→ **PROMPT**
For every line in the records below that holds "struct", make a copy.

BEGIN RECORDS FOR THIS EXERCISE

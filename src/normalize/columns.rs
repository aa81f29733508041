//! Time/temperature column inference for uploaded tables.
//!
//! Both detectors score every header on a sample of the first rows and keep
//! the strictly highest score (first header wins ties).
//!
//! - time: `+2` for a time-like header name, `+1` per sampled cell that parses
//!   as a timestamp
//! - temperature: `+2` for a temperature-like header name, plus
//!   `5 × fraction of sampled cells that are finite numbers`

use std::sync::LazyLock;

use regex::Regex;
use serde::Serialize;

use crate::domain::{RawRecord, RawTable, RawValue};
use crate::normalize::timestamp::parse_timestamp_ms;

/// Rows inspected per header.
pub const CLASSIFY_SAMPLE_ROWS: usize = 200;

const NAME_BONUS: f64 = 2.0;
const NUMERIC_WEIGHT: f64 = 5.0;

static TIME_HEADER: LazyLock<Regex> =
    LazyLock::new(|| Regex::new(r"(?i)time|timestamp|date|datetime").expect("static regex"));

static TEMP_HEADER: LazyLock<Regex> =
    LazyLock::new(|| Regex::new(r"(?i)temp|temperature|degc|celsius").expect("static regex"));

/// Score of a single header.
#[derive(Debug, Clone, PartialEq, Serialize)]
pub struct ColumnScore {
    pub header: String,
    pub score: f64,
}

/// Detected columns together with the scores that produced them.
#[derive(Debug, Clone, PartialEq, Serialize)]
pub struct ColumnChoice {
    pub time_column: Option<String>,
    pub temperature_column: Option<String>,
    pub time_scores: Vec<ColumnScore>,
    pub temperature_scores: Vec<ColumnScore>,
}

/// Finite numeric value of a temperature cell.
pub fn parse_temperature(value: &RawValue) -> Option<f64> {
    match value {
        RawValue::Number(n) => Some(*n).filter(|n| n.is_finite()),
        RawValue::Text(s) => s.trim().parse::<f64>().ok().filter(|n| n.is_finite()),
        RawValue::Empty | RawValue::Bool(_) | RawValue::DateTime(_) => None,
    }
}

pub fn score_time_columns(headers: &[String], rows: &[RawRecord]) -> Vec<ColumnScore> {
    let sample = sample_rows(rows);
    headers
        .iter()
        .map(|h| {
            let mut score = if TIME_HEADER.is_match(h) { NAME_BONUS } else { 0.0 };
            score += sample
                .iter()
                .filter(|r| parse_timestamp_ms(RawTable::cell(r, h)).is_some())
                .count() as f64;
            ColumnScore {
                header: h.clone(),
                score,
            }
        })
        .collect()
}

pub fn score_temperature_columns(headers: &[String], rows: &[RawRecord]) -> Vec<ColumnScore> {
    let sample = sample_rows(rows);
    headers
        .iter()
        .map(|h| {
            let mut score = if TEMP_HEADER.is_match(h) { NAME_BONUS } else { 0.0 };
            if !sample.is_empty() {
                let numeric = sample
                    .iter()
                    .filter(|r| parse_temperature(RawTable::cell(r, h)).is_some())
                    .count();
                score += NUMERIC_WEIGHT * numeric as f64 / sample.len() as f64;
            }
            ColumnScore {
                header: h.clone(),
                score,
            }
        })
        .collect()
}

/// Detect the time and temperature columns of a table.
pub fn classify_columns(table: &RawTable) -> ColumnChoice {
    let time_scores = score_time_columns(&table.headers, &table.rows);
    let temperature_scores = score_temperature_columns(&table.headers, &table.rows);

    let time_column = pick_best(&time_scores).or_else(|| table.headers.first().cloned());
    let temperature_column = pick_best(&temperature_scores);

    ColumnChoice {
        time_column,
        temperature_column,
        time_scores,
        temperature_scores,
    }
}

fn sample_rows(rows: &[RawRecord]) -> &[RawRecord] {
    &rows[..rows.len().min(CLASSIFY_SAMPLE_ROWS)]
}

fn pick_best(scores: &[ColumnScore]) -> Option<String> {
    let mut best: Option<&ColumnScore> = None;
    for s in scores {
        if best.is_none_or(|b| s.score > b.score) {
            best = Some(s);
        }
    }
    best.map(|s| s.header.clone())
}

END RECORDS FOR THIS EXERCISE

→ **PROBLEM SOLUTION**
pub struct ColumnScore {
pub struct ColumnChoice {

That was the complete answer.